INGREDIENTS
Serves 4
- 900g pork belly, cut into large cubes (for a leaner adobo, use half pork shoulder)
- ½ onion, cut into strips
- 6 cloves garlic, chopped
- ½ cup coconut milk
- ¼ cup Chinese light soy sauce
- ¼ cup vinegar (used apple cider vinegar but a little less than ¼ cup)
- 1 tsp black pepper, ground
- 2 bay leaves
- 2 cups fresh pineapple, cut into small bite-sized pieces (see note)
- Cilantro or green onions for garnish, optional
INSTRUCTIONS
In a large, heavy bottomed pot, add just a little bit of vegetable oil and heat over medium high heat until hot. Add the pork pieces without crowding them and sear until well browned. Flip and brown the other side. Do this in batches as needed. Once the pork is done, set them aside in a bowl.

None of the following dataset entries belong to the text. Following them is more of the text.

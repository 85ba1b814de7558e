//! Due-step runner and step state machine.
//!
//! A fixed-interval poll loop (immediate first tick) selects due steps --
//! status `pending`, schedule reached, owning job actively executable -- and
//! drives each through claim, content generation, reference resolution, and
//! execution. The atomic `pending -> processing` claim makes overlapping
//! poll passes safe: a step can only ever be claimed once.
//!
//! Failed steps are never requeued automatically. The explicit
//! `retry_failed_steps` operation re-queues `failed` (never
//! `failed_non_retryable`) steps with a bounded per-step attempt counter
//! and a backoff-shifted schedule.

use std::sync::Arc;

use serde_json::{Value, json};
use tokio_util::sync::CancellationToken;
use uuid::Uuid;

use simcrm_types::config::EngineConfig;
use simcrm_types::error::{RepositoryError, StepError};
use simcrm_types::job::{ActionType, CorrelationId, Job, JobStatus, RecordType, Step, StepStatus};

use crate::clock::Clock;
use crate::context::JobContext;
use crate::crm::CrmApi;
use crate::executor::{CRM_PROVIDER, ExecutionOutcome, RecordExecutor};
use crate::generator::cache::ContentCache;
use crate::generator::{ContentGenerator, GeneratedPayload, GenerationRequest};
use crate::governor::RateGovernor;
use crate::repository::SimulationRepository;
use crate::resolver::ReferenceResolver;
use crate::textgen::TextGenerator;

/// Counters from one due-step pass.
#[derive(Debug, Clone, Copy, Default, PartialEq, Eq)]
pub struct PassSummary {
    /// Steps successfully claimed this pass.
    pub claimed: u32,
    /// Claimed steps that completed.
    pub completed: u32,
    /// Claimed steps that failed (either failure status).
    pub failed: u32,
    /// Due steps another pass claimed first.
    pub lost_claims: u32,
}

/// Drives step execution for all jobs.
pub struct StepRunner<R, C: CrmApi, G: TextGenerator, K> {
    repo: Arc<R>,
    crm: Arc<C>,
    governor: Arc<RateGovernor>,
    cache: Arc<ContentCache>,
    resolver: ReferenceResolver<C>,
    generator: ContentGenerator<G>,
    executor: RecordExecutor<C>,
    clock: Arc<K>,
    config: EngineConfig,
}

impl<R, C, G, K> StepRunner<R, C, G, K>
where
    R: SimulationRepository,
    C: CrmApi,
    G: TextGenerator,
    K: Clock + 'static,
{
    pub fn new(
        repo: Arc<R>,
        crm: Arc<C>,
        textgen: Arc<G>,
        clock: Arc<K>,
        config: EngineConfig,
    ) -> Self {
        let governor = Arc::new(RateGovernor::new(config.governor.clone()));
        let cache = Arc::new(ContentCache::new(
            config.cache_ttl_secs,
            clock.clone() as Arc<dyn Clock>,
        ));
        let resolver =
            ReferenceResolver::new(crm.clone(), governor.clone(), config.strict_references);
        let generator = ContentGenerator::new(
            textgen,
            cache.clone(),
            governor.clone(),
            config.strict_generation,
        );
        let executor = RecordExecutor::new(crm.clone(), governor.clone(), config.deduplicate_creates);
        Self {
            repo,
            crm,
            governor,
            cache,
            resolver,
            generator,
            executor,
            clock,
            config,
        }
    }

    /// Shared governor (stats inspection, test isolation).
    pub fn governor(&self) -> &Arc<RateGovernor> {
        &self.governor
    }

    /// Shared content cache (test isolation).
    pub fn cache(&self) -> &Arc<ContentCache> {
        &self.cache
    }

    // -----------------------------------------------------------------------
    // Poll loop
    // -----------------------------------------------------------------------

    /// Spawn the fixed-interval poll loop. The first pass runs immediately;
    /// the loop stops when `cancel` fires. Cancellation only prevents new
    /// claims -- an in-flight pass finishes its current step.
    pub fn spawn_poll_loop(self: Arc<Self>, cancel: CancellationToken) -> tokio::task::JoinHandle<()>
    where
        R: 'static,
        C: 'static,
        G: 'static,
    {
        let runner = self;
        tokio::spawn(async move {
            let mut interval = tokio::time::interval(std::time::Duration::from_secs(
                runner.config.poll_interval_secs.max(1),
            ));
            interval.set_missed_tick_behavior(tokio::time::MissedTickBehavior::Delay);
            loop {
                tokio::select! {
                    _ = cancel.cancelled() => {
                        tracing::info!("due-step poll loop stopped");
                        break;
                    }
                    _ = interval.tick() => {
                        match runner.run_due_pass().await {
                            Ok(summary) if summary.claimed > 0 => {
                                tracing::info!(
                                    claimed = summary.claimed,
                                    completed = summary.completed,
                                    failed = summary.failed,
                                    "due-step pass finished"
                                );
                            }
                            Ok(_) => {}
                            Err(error) => {
                                tracing::error!(%error, "due-step pass failed");
                            }
                        }
                    }
                }
            }
        })
    }

    /// Run one due-step pass: select, claim, execute.
    pub async fn run_due_pass(&self) -> Result<PassSummary, RepositoryError> {
        let now = self.clock.now();
        let due = self.repo.due_steps(now, self.config.poll_batch_size).await?;
        let mut summary = PassSummary::default();

        for step in due {
            if !self.repo.claim_step(&step.id).await? {
                // Another pass got there first; nothing to undo.
                summary.lost_claims += 1;
                continue;
            }
            summary.claimed += 1;
            if self.execute_claimed_step(&step).await? {
                summary.completed += 1;
            } else {
                summary.failed += 1;
            }
        }
        Ok(summary)
    }

    /// Execute a claimed step and persist its terminal status. Returns
    /// whether the step completed. Only storage errors propagate.
    async fn execute_claimed_step(&self, step: &Step) -> Result<bool, RepositoryError> {
        let correlation = CorrelationId::new(step.job_id, step.step_index);

        let Some(job) = self.repo.get_job(&step.job_id).await? else {
            let result = json!({ "error": "owning job not found" });
            self.repo
                .fail_step(&step.id, StepStatus::FailedNonRetryable, &result)
                .await?;
            tracing::error!(correlation = %correlation, "step has no owning job");
            return Ok(false);
        };

        if job.status == JobStatus::Pending {
            self.repo
                .update_job_status(&job.id, JobStatus::Processing)
                .await?;
        }

        match self.run_step_pipeline(&job, step).await {
            Ok(outcome) => {
                // A freshly created record's real id enters the job context
                // under the step's symbolic id.
                if step.action_type == ActionType::Create {
                    if let (Some(symbol), Some(record_id)) =
                        (&step.record_id_template, &outcome.record_id)
                    {
                        self.repo
                            .put_context_entry(&step.job_id, symbol, record_id)
                            .await?;
                    }
                }
                self.repo.complete_step(&step.id, &outcome.summary).await?;
                tracing::info!(
                    correlation = %correlation,
                    record_id = outcome.record_id.as_deref().unwrap_or("-"),
                    deduplicated = outcome.deduplicated,
                    "step completed"
                );

                if !self.repo.has_unsettled_steps(&step.job_id).await? {
                    self.repo
                        .update_job_status(&step.job_id, JobStatus::Completed)
                        .await?;
                    tracing::info!(job_id = %step.job_id, "job completed");
                }
                Ok(true)
            }
            Err(error) => {
                let status = if error.is_retryable() {
                    StepStatus::Failed
                } else {
                    StepStatus::FailedNonRetryable
                };
                let result = json!({
                    "error": error.to_string(),
                    "retryable": error.is_retryable(),
                });
                self.repo.fail_step(&step.id, status, &result).await?;
                tracing::warn!(
                    correlation = %correlation,
                    %error,
                    status = status.as_str(),
                    "step failed"
                );
                Ok(false)
            }
        }
    }

    /// Generate content, resolve references, and execute one step.
    async fn run_step_pipeline(
        &self,
        job: &Job,
        step: &Step,
    ) -> Result<ExecutionOutcome, StepError> {
        let correlation = CorrelationId::new(step.job_id, step.step_index);

        // Valid pipeline/stage ids keep generated deals honest
        let pipelines = if step.record_type == RecordType::Deal {
            self.governor
                .execute(CRM_PROVIDER, || self.crm.list_pipelines())
                .await?
        } else {
            Vec::new()
        };

        // Associate actions carry no generated fields; their payload is the
        // raw template (used at most for fallback search keys).
        let payload = if step.action_type == ActionType::Associate {
            GeneratedPayload::Fallback(
                step.action_template
                    .clone()
                    .unwrap_or(Value::Object(serde_json::Map::new())),
            )
        } else {
            self.generator
                .generate(&GenerationRequest {
                    correlation,
                    action_type: step.action_type,
                    record_type: step.record_type,
                    theme: &job.theme,
                    industry: &job.industry,
                    pipelines: &pipelines,
                    fallback: step.action_template.as_ref(),
                })
                .await?
        };

        let entries = self.repo.get_context(&step.job_id).await?;
        let context = JobContext::new(step.job_id, entries);
        let resolved = self.resolver.resolve(step, &payload, &context).await?;

        // Ids discovered through search fallback go into the context right
        // away so later steps reuse them without re-searching.
        for (symbol, real_id) in &resolved.discovered {
            self.repo
                .put_context_entry(&step.job_id, symbol, real_id)
                .await?;
        }

        self.executor.execute(step, &payload, &resolved).await
    }

    // -----------------------------------------------------------------------
    // Control surface
    // -----------------------------------------------------------------------

    /// Pause a job: all `pending` steps become `paused`; steps already
    /// `processing` or terminal are untouched.
    pub async fn pause_job(&self, job_id: &Uuid) -> Result<u64, RepositoryError> {
        let moved = self
            .repo
            .bulk_transition_steps(job_id, &[StepStatus::Pending], StepStatus::Paused)
            .await?;
        self.repo.update_job_status(job_id, JobStatus::Paused).await?;
        tracing::info!(%job_id, moved, "job paused");
        Ok(moved)
    }

    /// Resume a paused job: exactly reverses `pause_job`.
    pub async fn resume_job(&self, job_id: &Uuid) -> Result<u64, RepositoryError> {
        let moved = self
            .repo
            .bulk_transition_steps(job_id, &[StepStatus::Paused], StepStatus::Pending)
            .await?;
        self.repo
            .update_job_status(job_id, JobStatus::Processing)
            .await?;
        tracing::info!(%job_id, moved, "job resumed");
        Ok(moved)
    }

    /// Stop a job: `pending` and `paused` steps become `cancelled`, the job
    /// is marked `stopped`. In-flight steps are not aborted; the due-step
    /// query stops selecting the job's steps the moment its status changes.
    pub async fn stop_job(&self, job_id: &Uuid) -> Result<u64, RepositoryError> {
        let moved = self
            .repo
            .bulk_transition_steps(
                job_id,
                &[StepStatus::Pending, StepStatus::Paused],
                StepStatus::Cancelled,
            )
            .await?;
        self.repo.update_job_status(job_id, JobStatus::Stopped).await?;
        tracing::info!(%job_id, moved, "job stopped");
        Ok(moved)
    }

    /// Re-queue a job's `failed` steps whose attempt counter has not passed
    /// `step_retry_limit`, shifting each schedule forward by
    /// `step_retry_backoff_secs * 2^(attempt-1)`. `failed_non_retryable`
    /// steps are never eligible. Re-activates the job when anything was
    /// requeued.
    pub async fn retry_failed_steps(&self, job_id: &Uuid) -> Result<u32, RepositoryError> {
        let failed = self
            .repo
            .list_steps_by_status(job_id, StepStatus::Failed)
            .await?;
        let now = self.clock.now();
        let mut requeued = 0;

        for step in failed {
            if step.attempt > self.config.step_retry_limit {
                tracing::debug!(
                    correlation = %CorrelationId::new(step.job_id, step.step_index),
                    attempt = step.attempt,
                    "retry limit reached, leaving step failed"
                );
                continue;
            }
            let shift = self.config.step_retry_backoff_secs
                * 2u64.saturating_pow(step.attempt.saturating_sub(1));
            let scheduled_at = now + chrono::Duration::seconds(shift as i64);
            if self.repo.requeue_failed_step(&step.id, scheduled_at).await? {
                requeued += 1;
            }
        }

        if requeued > 0 {
            self.repo
                .update_job_status(job_id, JobStatus::Processing)
                .await?;
            tracing::info!(%job_id, requeued, "failed steps requeued");
        }
        Ok(requeued)
    }
}

// ---------------------------------------------------------------------------
// Tests
// ---------------------------------------------------------------------------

If there is too much pork fat in the pot,
you may pour some of it out but do not wash the pot. To the pot, add
onions and a pinch of salt and cook until it is browned slightly. Then
add garlic and stir for one more minute.
Add the coconut milk and scrape off all
the browned bits from the pot. Then add soy sauce, vinegar, bay leaf,
black pepper and stir to mix. Add the pork, and then add just enough
water so it barely covers the pork. Close the lid and simmer gently for 1
1/2 – 2 hours, or until the pork is fork tender.
At about halfway through the cooking,
check the amount of the liquid you have in the pot. If it’s too much,
keep the lid ajar to reduce, if there isn’t enough, add some more water.
See video for how much sauce you should be aiming for.
Meanwhile, caramelize the pineapple: Add a
little oil to a large skillet and when hot, add the pineapple pieces
and sear until browned. Toss them and brown the other side. Set them
aside in a bowl.
Once the pork is fork tender, stir in the caramelized pineapple and let simmer for 5 more minutes.Taste and adjust seasoning and it’s done! Serve with jasmine rice.